Aija Cernevica, a 30-year-old from Kilbirnie, North Ayrshire, has been permanently removed from the care register after committing an act of profound violence that shocked the community and led to her incarceration. This decision, finalized by the Scottish Social Services Council (SSSC) in May, underscores the severe breach of trust inherent in her actions. Cernevica, who was employed in a profession founded on compassion and protection, instead inflicted unimaginable suffering, demonstrating a complete inversion of the values her role demanded. Her indefinite removal from the register is not merely an administrative penalty but a necessary safeguard, affirming that such brutality is irreconcilable with the duty of care.
The incident itself, which occurred at Orr’s Trust Public Park in Beith in May of last year, is distressing in its detail. Cernevica, who was on bail at the time, launched a prolonged and frenzied attack on a dog under her care. The court heard how she repeatedly struck the animal with her hands, kicked and stamped on it, and even bit it. The violence escalated as she swung the dog over a fence, dragged it across the ground, and finally pinned it down, using her body weight to straddle it before clasping its throat and strangling it to death. This horrific spectacle unfolded in a public space, witnessed by traumatized children, adding a layer of profound psychological harm to the physical cruelty.
Beyond the immediate atrocity, the SSSC hearing revealed further alarming context: Cernevica possessed five blades during this attack.
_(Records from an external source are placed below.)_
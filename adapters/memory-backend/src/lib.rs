//! In-memory adapters for Vibely.
//!
//! - [`MemoryBroker`] / [`MemoryTransport`]: topic based push broker and the
//!   transport connecting to it
//! - [`MemoryBackend`]: feed and profile store implementing the pull
//!   adapters, publishing push events through the broker
//!
//! Used by the demo client and the integration tests.

#![deny(clippy::unwrap_used, clippy::expect_used, clippy::panic)]
#![forbid(unsafe_code)]

pub mod broker;
pub mod store;

pub use broker::{BrokerConfig, BrokerStats, DeliveryResult, LinkEvent, MemoryBroker, MemoryLink, MemoryTransport};
pub use store::{MemoryBackend, Op};

// vim: ts=4
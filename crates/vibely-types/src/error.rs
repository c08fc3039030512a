//! Error type shared by the client core and its adapters

use std::fmt;

pub type ClResult<T> = std::result::Result<T, Error>;

#[derive(Debug)]
pub enum Error {
	/// The push transport could not establish a connection
	TransportUnavailable(String),
	/// A pull-based snapshot fetch failed
	SnapshotLoadFailed(String),
	/// A remote round trip for a user action failed
	ActionFailed(String),
	/// A push payload is missing required fields or has the wrong shape
	MalformedEvent(String),
	/// The view is not in the Ready state
	NotReady,
	/// The view was closed while the request was in flight
	Cancelled,
	NotFound,
	PermissionDenied,
	ValidationError(String),
	Parse,
	Internal(String),

	// externals
	Json(serde_json::Error),
}

impl fmt::Display for Error {
	fn fmt(&self, f: &mut fmt::Formatter) -> fmt::Result {
		match self {
			Error::TransportUnavailable(msg) => write!(f, "transport unavailable: {}", msg),
			Error::SnapshotLoadFailed(msg) => write!(f, "snapshot load failed: {}", msg),
			Error::ActionFailed(msg) => write!(f, "action failed: {}", msg),
			Error::MalformedEvent(msg) => write!(f, "malformed event: {}", msg),
			Error::NotReady => write!(f, "view is not ready"),
			Error::Cancelled => write!(f, "cancelled"),
			Error::NotFound => write!(f, "not found"),
			Error::PermissionDenied => write!(f, "permission denied"),
			Error::ValidationError(msg) => write!(f, "validation error: {}", msg),
			Error::Parse => write!(f, "parse error"),
			Error::Internal(msg) => write!(f, "internal error: {}", msg),
			Error::Json(e) => write!(f, "json error: {}", e),
		}
	}
}

impl std::error::Error for Error {
	fn source(&self) -> Option<&(dyn std::error::Error + 'static)> {
		match self {
			Error::Json(e) => Some(e),
			_ => None,
		}
	}
}

impl From<serde_json::Error> for Error {
	fn from(err: serde_json::Error) -> Self {
		Self::Json(err)
	}
}

impl Error {
	/// Wrap a collaborator error as a failed user action, keeping its message
	pub fn into_action_failed(self) -> Self {
		match self {
			Error::ActionFailed(_) | Error::Cancelled | Error::NotReady => self,
			other => Error::ActionFailed(other.to_string()),
		}
	}

	/// Wrap a collaborator error as a failed snapshot load, keeping its message
	pub fn into_snapshot_failed(self) -> Self {
		match self {
			Error::SnapshotLoadFailed(_) | Error::Cancelled => self,
			other => Error::SnapshotLoadFailed(other.to_string()),
		}
	}
}


// vim: ts=4
//! In-memory feed backend
//!
//! Implements the pull adapters against an in-process store and publishes
//! the resulting push events through a [`MemoryBroker`], the way the real
//! server does after every mutation:
//!
//! - item events go to the global feed topic
//! - likes, comments and follows notify the affected user's room

use async_trait::async_trait;
use parking_lot::Mutex;
use std::collections::{BTreeMap, HashSet};
use std::sync::Arc;
use std::time::Duration;

use crate::broker::MemoryBroker;
use vibely_types::api_adapter::{FeedApi, ProfileApi};
use vibely_types::event::PushEvent;
use vibely_types::model::{
	AuthorSummary, Comment, Notification, Post, PostDraft, PostPatch, Profile, ProfilePatch,
};
use vibely_types::prelude::*;
use vibely_types::topic;
use vibely_types::types::now;
use vibely_types::utils::random_id;

/// Backend operations, used for failure injection
#[derive(Debug, Clone, Copy, PartialEq, Eq, Hash)]
pub enum Op {
	FetchFeed,
	FetchAuthor,
	CreatePost,
	Like,
	AddComment,
	DeleteComment,
	DeletePost,
	EditPost,
	FetchProfile,
	UpdateProfile,
	Follow,
}

#[derive(Debug, Default)]
struct Store {
	acting: Option<SubjectId>,
	users: BTreeMap<SubjectId, Profile>,
	/// Newest first
	posts: Vec<Post>,
	failures: HashSet<Op>,
	latency: Option<Duration>,
}

impl Store {
	fn actor(&self) -> ClResult<SubjectId> {
		self.acting.clone().ok_or(Error::PermissionDenied)
	}

	fn author_summary(&self, id: &SubjectId) -> AuthorSummary {
		match self.users.get(id) {
			Some(profile) => AuthorSummary {
				id: id.clone(),
				display_name: Some(profile.username.clone()),
				avatar: profile.avatar.clone(),
			},
			None => AuthorSummary::new(id.clone()),
		}
	}

	fn post_mut(&mut self, id: &PostId) -> ClResult<&mut Post> {
		self.posts.iter_mut().find(|p| &p.id == id).ok_or(Error::NotFound)
	}
}

/// A notification to publish once the store lock is released
struct Notify {
	recipient: SubjectId,
	notification: Notification,
}

#[derive(Debug)]
pub struct MemoryBackend {
	broker: Arc<MemoryBroker>,
	global_topic: Box<str>,
	store: Mutex<Store>,
}

impl MemoryBackend {
	pub fn new(broker: Arc<MemoryBroker>) -> Self {
		Self::with_global_topic(broker, topic::GLOBAL_FEED)
	}

	pub fn with_global_topic(broker: Arc<MemoryBroker>, global_topic: impl Into<Box<str>>) -> Self {
		Self { broker, global_topic: global_topic.into(), store: Mutex::new(Store::default()) }
	}

	pub fn broker(&self) -> &Arc<MemoryBroker> {
		&self.broker
	}

	/// Create a user account
	pub fn register_user(&self, id: impl Into<SubjectId>, username: impl Into<Box<str>>) -> Profile {
		let profile = Profile::new(id, username);
		self.store.lock().users.insert(profile.id.clone(), profile.clone());
		profile
	}

	/// Make `subject` the user issuing the adapter calls
	pub fn login(&self, subject: impl Into<SubjectId>) {
		self.store.lock().acting = Some(subject.into());
	}

	pub fn logout(&self) {
		self.store.lock().acting = None;
	}

	pub fn acting(&self) -> Option<SubjectId> {
		self.store.lock().acting.clone()
	}

	/// Store a post without publishing it
	pub fn seed_post(&self, author: impl Into<SubjectId>, content: impl Into<Box<str>>) -> Post {
		let mut store = self.store.lock();
		let author = author.into();
		let post = Post {
			created_at: Some(now()),
			..Post::new(random_id().unwrap_or_default(), store.author_summary(&author)).with_content(content)
		};
		store.posts.insert(0, post.clone());
		post
	}

	/// Store a prepared post as the newest one, without publishing it
	pub fn insert_post(&self, post: Post) {
		self.store.lock().posts.insert(0, post);
	}

	/// Make the next call of `op` fail
	pub fn fail_next(&self, op: Op) {
		self.store.lock().failures.insert(op);
	}

	/// Delay every call by `latency`
	pub fn set_latency(&self, latency: Option<Duration>) {
		self.store.lock().latency = latency;
	}

	/// Current posts, newest first
	pub fn posts(&self) -> Vec<Post> {
		self.store.lock().posts.clone()
	}

	pub fn post(&self, id: &PostId) -> Option<Post> {
		self.store.lock().posts.iter().find(|p| &p.id == id).cloned()
	}

	// Operations on behalf of an explicit user, for simulating other clients

	pub fn create_post_as(&self, actor: &SubjectId, draft: PostDraft) -> ClResult<Post> {
		let post = {
			let mut store = self.store.lock();
			if draft.content.as_deref().is_none_or(|c| c.trim().is_empty()) && draft.media.is_none() {
				return Err(Error::ValidationError("post has neither content nor media".into()));
			}
			let post = Post {
				id: random_id()?.into(),
				author: store.author_summary(actor),
				content: draft.content,
				media: draft.media,
				created_at: Some(now()),
				likes: Default::default(),
				comments: Vec::new(),
			};
			store.posts.insert(0, post.clone());
			post
		};

		info!(post = %post.id, author = %actor, "Post created");
		self.publish_item(&PushEvent::ItemCreated(post.clone()));
		Ok(post)
	}

	pub fn like_as(&self, actor: &SubjectId, id: &PostId) -> ClResult<Post> {
		let (post, notify) = {
			let mut store = self.store.lock();
			let sender = store.author_summary(actor);
			let post = store.post_mut(id)?;
			let liked = if post.likes.remove(actor) {
				false
			} else {
				post.likes.insert(actor.clone());
				true
			};
			let notify = (liked && post.author_id() != actor).then(|| Notify {
				recipient: post.author_id().clone(),
				notification: notification(sender, "liked your post"),
			});
			(post.clone(), notify)
		};

		self.publish_item(&PushEvent::ItemUpdated(post.clone()));
		self.notify(notify);
		Ok(post)
	}

	pub fn comment_as(&self, actor: &SubjectId, id: &PostId, text: &str) -> ClResult<Post> {
		let text = text.trim();
		if text.is_empty() {
			return Err(Error::ValidationError("comment text is empty".into()));
		}

		let (post, notify) = {
			let mut store = self.store.lock();
			let author = store.author_summary(actor);
			let post = store.post_mut(id)?;
			post.comments.push(Comment {
				id: random_id()?.into(),
				author: author.clone(),
				text: text.into(),
			});
			let notify = (post.author_id() != actor).then(|| Notify {
				recipient: post.author_id().clone(),
				notification: notification(author, "commented on your post"),
			});
			(post.clone(), notify)
		};

		self.publish_item(&PushEvent::ItemUpdated(post.clone()));
		self.notify(notify);
		Ok(post)
	}

	pub fn follow_as(&self, actor: &SubjectId, id: &SubjectId) -> ClResult<bool> {
		if actor == id {
			return Err(Error::ValidationError("can not follow yourself".into()));
		}

		let (following, notify) = {
			let mut store = self.store.lock();
			let sender = store.author_summary(actor);
			let target_summary = store.author_summary(id);
			let target = store.users.get_mut(id).ok_or(Error::NotFound)?;
			let following = target.toggle_follower(actor);
			if let Some(profile) = target.followers.iter_mut().find(|f| &f.id == actor) {
				*profile = sender.clone();
			}

			if let Some(me) = store.users.get_mut(actor) {
				if following {
					me.following.push(target_summary);
				} else {
					me.following.retain(|f| &f.id != id);
				}
			}

			let notify = following.then(|| Notify {
				recipient: id.clone(),
				notification: notification(sender, "started following you"),
			});
			(following, notify)
		};

		info!(actor = %actor, target = %id, following, "Follow toggled");
		self.notify(notify);
		Ok(following)
	}

	async fn gate(&self, op: Op) -> ClResult<()> {
		let latency = {
			let mut store = self.store.lock();
			if store.failures.remove(&op) {
				warn!(op = ?op, "Injected failure");
				return Err(Error::Internal(format!("injected failure: {:?}", op)));
			}
			store.latency
		};
		if let Some(latency) = latency {
			tokio::time::sleep(latency).await;
		}
		Ok(())
	}

	fn publish_item(&self, event: &PushEvent) {
		if let Err(e) = self.broker.publish_event(&self.global_topic, event) {
			warn!(error = %e, "Failed to publish feed event");
		}
	}

	fn notify(&self, notify: Option<Notify>) {
		let Some(Notify { recipient, notification }) = notify else {
			return;
		};
		let room = topic::room(&recipient);
		if let Err(e) = self.broker.publish_event(&room, &PushEvent::Notification(notification)) {
			warn!(room = %room, error = %e, "Failed to publish notification");
		}
	}
}

fn notification(sender: AuthorSummary, action: &str) -> Notification {
	let name = sender.display_name.as_deref().unwrap_or("Someone");
	Notification {
		id: random_id().ok().map(Into::into),
		message: format!("{} {}", name, action).into(),
		sender: Some(sender),
		created_at: Some(now()),
	}
}

#[async_trait]
impl FeedApi for MemoryBackend {
	async fn fetch_feed_snapshot(&self) -> ClResult<Vec<Post>> {
		self.gate(Op::FetchFeed).await?;
		Ok(self.posts())
	}

	async fn fetch_author_snapshot(&self, author: &SubjectId) -> ClResult<Vec<Post>> {
		self.gate(Op::FetchAuthor).await?;
		let store = self.store.lock();
		if !store.users.contains_key(author) {
			return Err(Error::NotFound);
		}
		Ok(store.posts.iter().filter(|p| p.author_id() == author).cloned().collect())
	}

	async fn create_post(&self, draft: PostDraft) -> ClResult<Post> {
		self.gate(Op::CreatePost).await?;
		let actor = self.store.lock().actor()?;
		self.create_post_as(&actor, draft)
	}

	async fn like_item(&self, id: &PostId) -> ClResult<Post> {
		self.gate(Op::Like).await?;
		let actor = self.store.lock().actor()?;
		self.like_as(&actor, id)
	}

	async fn add_comment(&self, id: &PostId, text: &str) -> ClResult<Post> {
		self.gate(Op::AddComment).await?;
		let actor = self.store.lock().actor()?;
		self.comment_as(&actor, id, text)
	}

	async fn delete_comment(&self, id: &PostId, comment_id: &str) -> ClResult<Post> {
		self.gate(Op::DeleteComment).await?;
		let post = {
			let mut store = self.store.lock();
			let actor = store.actor()?;
			let post = store.post_mut(id)?;
			let pos = post.comments.iter().position(|c| &*c.id == comment_id).ok_or(Error::NotFound)?;
			if post.comments[pos].author.id != actor && post.author_id() != &actor {
				return Err(Error::PermissionDenied);
			}
			post.comments.remove(pos);
			post.clone()
		};

		self.publish_item(&PushEvent::ItemUpdated(post.clone()));
		Ok(post)
	}

	async fn delete_post(&self, id: &PostId) -> ClResult<()> {
		self.gate(Op::DeletePost).await?;
		{
			let mut store = self.store.lock();
			let actor = store.actor()?;
			let pos = store.posts.iter().position(|p| &p.id == id).ok_or(Error::NotFound)?;
			if store.posts[pos].author_id() != &actor {
				return Err(Error::PermissionDenied);
			}
			store.posts.remove(pos);
		}

		info!(post = %id, "Post deleted");
		self.publish_item(&PushEvent::ItemDeleted { id: id.clone() });
		Ok(())
	}

	async fn edit_post(&self, id: &PostId, patch: PostPatch) -> ClResult<Post> {
		self.gate(Op::EditPost).await?;
		let post = {
			let mut store = self.store.lock();
			let actor = store.actor()?;
			let post = store.post_mut(id)?;
			if post.author_id() != &actor {
				return Err(Error::PermissionDenied);
			}
			patch.apply(post);
			post.clone()
		};

		self.publish_item(&PushEvent::ItemUpdated(post.clone()));
		Ok(post)
	}
}

#[async_trait]
impl ProfileApi for MemoryBackend {
	async fn fetch_profile(&self, id: &SubjectId) -> ClResult<Profile> {
		self.gate(Op::FetchProfile).await?;
		self.store.lock().users.get(id).cloned().ok_or(Error::NotFound)
	}

	async fn update_profile(&self, patch: ProfilePatch) -> ClResult<Profile> {
		self.gate(Op::UpdateProfile).await?;
		let mut store = self.store.lock();
		let actor = store.actor()?;
		let profile = store.users.get_mut(&actor).ok_or(Error::NotFound)?;
		patch.apply(profile);
		let profile = profile.clone();

		// Keep the embedded author summaries in step
		let summary = store.author_summary(&actor);
		for post in store.posts.iter_mut().filter(|p| p.author_id() == &actor) {
			post.author = summary.clone();
		}
		Ok(profile)
	}

	async fn follow_user(&self, id: &SubjectId) -> ClResult<()> {
		self.gate(Op::Follow).await?;
		let actor = self.store.lock().actor()?;
		self.follow_as(&actor, id).map(|_| ())
	}
}


// vim: ts=4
This detail compounds the sense of a dangerous and unstable pattern of behavior, rather than a single, isolated outburst. The council’s statement explicitly notes that her actions indicate “significant attitudinal and values issues” with the potential to place others at risk of serious harm. Her conduct represented a gross abuse of power and trust, even though the trust violated in this instance was not derived from her professional role as a carer. The very nature of the violence—extreme, prolonged, and public—points to deep-seated issues unfit for any caring profession.
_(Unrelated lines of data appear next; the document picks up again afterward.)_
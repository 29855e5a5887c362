//! Logging built on `tracing-subscriber`.
//!
//! Console output with optional colors, and a file sink in one of three
//! formats (full, compact, JSON) with size based rotation. When both are
//! enabled the file layer is registered first so console ANSI codes never
//! leak into the file.

pub mod config;
pub mod error;
pub mod rotation;
pub(crate) mod writer;

pub use config::*;
pub use error::LoggerError;

use std::io::IsTerminal;
use tracing_subscriber::{EnvFilter, Layer, Registry, fmt, layer::SubscriberExt, util::SubscriberInitExt};
use writer::RotatingFileWriter;

type BoxedLayer = Box<dyn Layer<Registry> + Send + Sync>;

/// Installs the global subscriber. Call once, before anything logs.
pub fn init_logger(config: LoggerConfig) -> anyhow::Result<()> {
    config.validate()?;

    let filter = EnvFilter::try_new(&config.level).unwrap_or_else(|_| EnvFilter::new("info"));

    let mut layers: Vec<BoxedLayer> = Vec::new();
    if config.file.enabled {
        layers.push(file_layer(&config.file)?);
    }
    if config.console.enabled {
        layers.push(console_layer(&config.console));
    }

    tracing_subscriber::registry()
        .with(layers)
        .with(filter)
        .try_init()?;
    Ok(())
}

fn console_layer(config: &ConsoleConfig) -> BoxedLayer {
    let use_ansi = config.colored && std::io::stdout().is_terminal();
    fmt::layer()
        .with_ansi(use_ansi)
        .with_target(true)
        .with_level(true)
        .boxed()
}

fn file_layer(config: &FileConfig) -> anyhow::Result<BoxedLayer> {
    let writer = RotatingFileWriter::new(config)?;
    let layer = match config.format {
        LogFormat::Full => fmt::layer()
            .with_ansi(false)
            .with_target(true)
            .with_writer(writer)
            .boxed(),
        LogFormat::Compact => fmt::layer()
            .with_ansi(false)
            .with_target(true)
            .compact()
            .with_writer(writer)
            .boxed(),
        LogFormat::Json => fmt::layer()
            .with_ansi(false)
            .json()
            .with_writer(writer)
            .boxed(),
    };
    Ok(layer)
}
//! Back-office report pages: jobs, customers, technicians, installs,
//! memberships and analytics.
//!
//! Every page runs a handful of independent aggregate queries concurrently and
//! caps its table at [`PAGE_ROWS`] rows, most recent first.

use std::collections::HashMap;

use bigdecimal::BigDecimal;
use jiff::tz::TimeZone;

use crate::error::{AppError, AppResult};
use crate::models::{
    Customer, JobStatus, JobType, LeadSource, LeadStatus, Membership, MembershipStatus,
    MembershipTier, Technician,
};
use crate::repositories::{
    CustomerCounts, CustomerRepository, InstallTotals, InvoiceRepository, JobDetails,
    JobRepository, LeadRepository, MembershipRepository, Repositories, TechnicianCompleted,
    TechnicianRepository,
};
use crate::services::current_periods;
use crate::views::conversion_rate;
use crate::views::reports::{MonthRevenue, complete_tallies, renewal_rate, revenue_by_month};

pub const PAGE_ROWS: i64 = 50;
pub const TOP_TECHNICIANS: i64 = 5;

#[derive(Debug, Clone)]
pub struct JobsReport {
    /// One entry per status in lifecycle order
    pub status_tallies: Vec<(JobStatus, i64)>,
    pub recent: Vec<JobDetails>,
}

#[derive(Debug, Clone)]
pub struct CustomersReport {
    pub counts: CustomerCounts,
    pub recent: Vec<Customer>,
}

#[derive(Debug, Clone)]
pub struct TechnicianLoad {
    pub technician: Technician,
    pub completed: i64,
    /// Jobs in an open status
    pub active: i64,
}

#[derive(Debug, Clone)]
pub struct TechniciansReport {
    pub roster: Vec<TechnicianLoad>,
    pub total: i64,
    pub available: i64,
}

#[derive(Debug, Clone)]
pub struct InstallsReport {
    pub totals: InstallTotals,
    pub recent: Vec<JobDetails>,
}

#[derive(Debug, Clone)]
pub struct MembershipsReport {
    pub active: i64,
    pub by_tier: Vec<(MembershipTier, i64)>,
    pub renewal_rate: f64,
    pub monthly_recurring: BigDecimal,
    pub recent: Vec<(Membership, Customer)>,
}

#[derive(Debug, Clone)]
pub struct AnalyticsReport {
    pub revenue_by_month: Vec<MonthRevenue>,
    pub jobs_by_type: Vec<(JobType, i64)>,
    pub leads_by_source: Vec<(LeadSource, i64)>,
    pub conversion_rate: f64,
    pub avg_ticket: BigDecimal,
    pub top_technicians: Vec<TechnicianCompleted>,
}

#[derive(Clone)]
pub struct ReportService {
    customers: CustomerRepository,
    technicians: TechnicianRepository,
    jobs: JobRepository,
    leads: LeadRepository,
    invoices: InvoiceRepository,
    memberships: MembershipRepository,
    tz: TimeZone,
}

impl ReportService {
    pub fn new(repos: &Repositories, tz: TimeZone) -> Self {
        Self {
            customers: repos.customers.clone(),
            technicians: repos.technicians.clone(),
            jobs: repos.jobs.clone(),
            leads: repos.leads.clone(),
            invoices: repos.invoices.clone(),
            memberships: repos.memberships.clone(),
            tz,
        }
    }

    pub async fn jobs(&self) -> AppResult<JobsReport> {
        let (tallies, recent) = tokio::try_join!(
            self.jobs.status_tallies(),
            self.jobs.recent_details(PAGE_ROWS),
        )?;

        Ok(JobsReport {
            status_tallies: complete_tallies(&JobStatus::ALL, tallies),
            recent,
        })
    }

    pub async fn job(&self, job_id: i32) -> AppResult<JobDetails> {
        self.jobs
            .find_details(job_id)
            .await?
            .ok_or_else(|| AppError::not_found("job", job_id))
    }

    /// `new_since` in the counts covers the current calendar month.
    pub async fn customers(&self) -> AppResult<CustomersReport> {
        let periods = current_periods(&self.tz)?;
        let (counts, recent) = tokio::try_join!(
            self.customers.counts(periods.month_start),
            self.customers.list_recent(PAGE_ROWS),
        )?;

        Ok(CustomersReport { counts, recent })
    }

    pub async fn technicians(&self) -> AppResult<TechniciansReport> {
        let (roster, tallies, available) = tokio::try_join!(
            self.technicians.list_roster(),
            self.jobs.technician_status_tallies(),
            self.technicians.count_available(),
        )?;

        let mut completed: HashMap<i32, i64> = HashMap::new();
        let mut active: HashMap<i32, i64> = HashMap::new();
        for (tech, status, n) in tallies {
            if status == JobStatus::Completed {
                *completed.entry(tech).or_default() += n;
            } else if JobStatus::OPEN.contains(&status) {
                *active.entry(tech).or_default() += n;
            }
        }

        let total = roster.len() as i64;
        let roster = roster
            .into_iter()
            .map(|technician| TechnicianLoad {
                completed: completed.get(&technician.id).copied().unwrap_or(0),
                active: active.get(&technician.id).copied().unwrap_or(0),
                technician,
            })
            .collect();

        Ok(TechniciansReport {
            roster,
            total,
            available,
        })
    }

    pub async fn installs(&self) -> AppResult<InstallsReport> {
        let periods = current_periods(&self.tz)?;
        let (totals, recent) = tokio::try_join!(
            self.jobs.install_totals(periods.today, periods.month_start),
            self.jobs.recent_of_type(JobType::Installation, PAGE_ROWS),
        )?;

        Ok(InstallsReport { totals, recent })
    }

    pub async fn memberships(&self) -> AppResult<MembershipsReport> {
        let (active, total, not_expired, tiers, monthly_recurring, recent) = tokio::try_join!(
            self.memberships.count_with_status(MembershipStatus::Active),
            self.memberships.count_all(),
            self.memberships.count_not_expired(),
            self.memberships.active_tier_tallies(),
            self.memberships.monthly_recurring(),
            self.memberships.recent_with_customer(PAGE_ROWS),
        )?;

        Ok(MembershipsReport {
            active,
            by_tier: complete_tallies(&MembershipTier::ALL, tiers),
            renewal_rate: renewal_rate(not_expired, total),
            monthly_recurring,
            recent,
        })
    }

    pub async fn analytics(&self) -> AppResult<AnalyticsReport> {
        let periods = current_periods(&self.tz)?;
        let (payments, job_types, sources, won, total_leads, avg_ticket, top_technicians) = tokio::try_join!(
            self.invoices.paid_since(periods.trailing_start),
            self.jobs.type_tallies(),
            self.leads.source_tallies(),
            self.leads.count_with_status(LeadStatus::Won),
            self.leads.count_all(),
            self.invoices.average_paid(),
            self.jobs.top_technicians(TOP_TECHNICIANS),
        )?;

        Ok(AnalyticsReport {
            revenue_by_month: revenue_by_month(
                &payments,
                &periods.trailing_months,
                periods.time_zone(),
            ),
            jobs_by_type: complete_tallies(&JobType::ALL, job_types),
            leads_by_source: complete_tallies(&LeadSource::ALL, sources),
            conversion_rate: conversion_rate(won, total_leads),
            avg_ticket: avg_ticket.unwrap_or_default(),
            top_technicians,
        })
    }
}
In January, Kilmarnock Sheriff Court sentenced Cernevica to three years in prison for this crime. The SSSC’s subsequent decision to strike her off the register aligns with this judicial outcome, creating a dual barrier against her future participation in social services. The council emphasized that public protection concerns are paramount. Her behavior, they stated, is so serious that it damages public confidence not only in the profession but also in the regulator’s ability to uphold standards. A condition or temporary measure was deemed entirely unworkable; the fundamental values breach cannot be rectified through supervision or training.
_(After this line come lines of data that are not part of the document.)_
//! Deployment environment selection

use crate::config::error::ConfigError;
use clap::ValueEnum;
use serde::{Deserialize, Serialize};
use std::str::FromStr;

/// Which `config/{environment}.toml` layer is applied on top of the defaults.
///
/// Also accepted by the `--env` command line flag.
#[derive(Debug, Clone, Copy, PartialEq, Eq, Default, Serialize, Deserialize, ValueEnum)]
#[serde(rename_all = "lowercase")]
pub enum Environment {
    #[default]
    #[value(name = "development", alias = "dev")]
    Development,
    #[value(name = "test")]
    Test,
    #[value(name = "staging", alias = "stage")]
    Staging,
    #[value(name = "production", alias = "prod")]
    Production,
}

impl Environment {
    pub const ENV_VAR: &'static str = "HVACDESK_APP_ENV";

    /// Reads `HVACDESK_APP_ENV`, defaulting to development when unset or unparseable.
    pub fn from_env() -> Self {
        std::env::var(Self::ENV_VAR)
            .ok()
            .and_then(|s| s.parse().ok())
            .unwrap_or_default()
    }

    pub fn as_str(&self) -> &'static str {
        match self {
            Environment::Development => "development",
            Environment::Test => "test",
            Environment::Staging => "staging",
            Environment::Production => "production",
        }
    }

    /// Seeding demo accounts is refused here.
    pub fn is_production(&self) -> bool {
        matches!(self, Environment::Production)
    }
}

impl FromStr for Environment {
    type Err = ConfigError;

    fn from_str(s: &str) -> Result<Self, Self::Err> {
        match s.to_lowercase().as_str() {
            "development" | "dev" => Ok(Environment::Development),
            "test" => Ok(Environment::Test),
            "staging" | "stage" => Ok(Environment::Staging),
            "production" | "prod" => Ok(Environment::Production),
            _ => Err(ConfigError::EnvVarError(format!(
                "Invalid environment '{}'. Valid values are: development, test, staging, production",
                s
            ))),
        }
    }
}

impl std::fmt::Display for Environment {
    fn fmt(&self, f: &mut std::fmt::Formatter<'_>) -> std::fmt::Result {
        f.write_str(self.as_str())
    }
}

#[cfg(test)]
mod tests {
    use super::*;

    #[test]
    fn test_environment_aliases() {
        assert_eq!("dev".parse::<Environment>().unwrap(), Environment::Development);
        assert_eq!("stage".parse::<Environment>().unwrap(), Environment::Staging);
        assert_eq!("PROD".parse::<Environment>().unwrap(), Environment::Production);
        assert_eq!("test".parse::<Environment>().unwrap(), Environment::Test);
        assert!("qa".parse::<Environment>().is_err());
    }

    #[test]
    fn test_display_matches_file_stem() {
        for env in [
            Environment::Development,
            Environment::Test,
            Environment::Staging,
            Environment::Production,
        ] {
            assert_eq!(env.to_string(), env.as_str());
            assert_eq!(env.as_str().parse::<Environment>().unwrap(), env);
        }
    }

    #[test]
    fn test_only_production_is_production() {
        assert!(Environment::Production.is_production());
        assert!(!Environment::default().is_production());
    }
}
The SSSC’s rationale is a sobering reflection on the standards expected of those in care roles. Their statement clarifies that “the type of behaviour at issue is not the type of behaviour which conditions would rectify.” This is a critical distinction. The flaw is not a skill deficiency or a lapse in judgment amenable to correction; it is a fundamental failure of character and empathy. When the core requirements of a profession—to safeguard, to nurture, to do no harm—are so utterly violated, the only proportionate response is permanent exclusion.
This case, therefore, stands as a grim reminder of the vigilance required in professions entrusted with the well-being of others. It highlights the necessary mechanisms—both judicial and regulatory—that exist to respond when that trust is catastrophically broken. The removal of Aija Cernevica from the care register serves to protect potential future victims, to restore public confidence, and to unequivocally affirm that such actions are anathema to the very essence of care.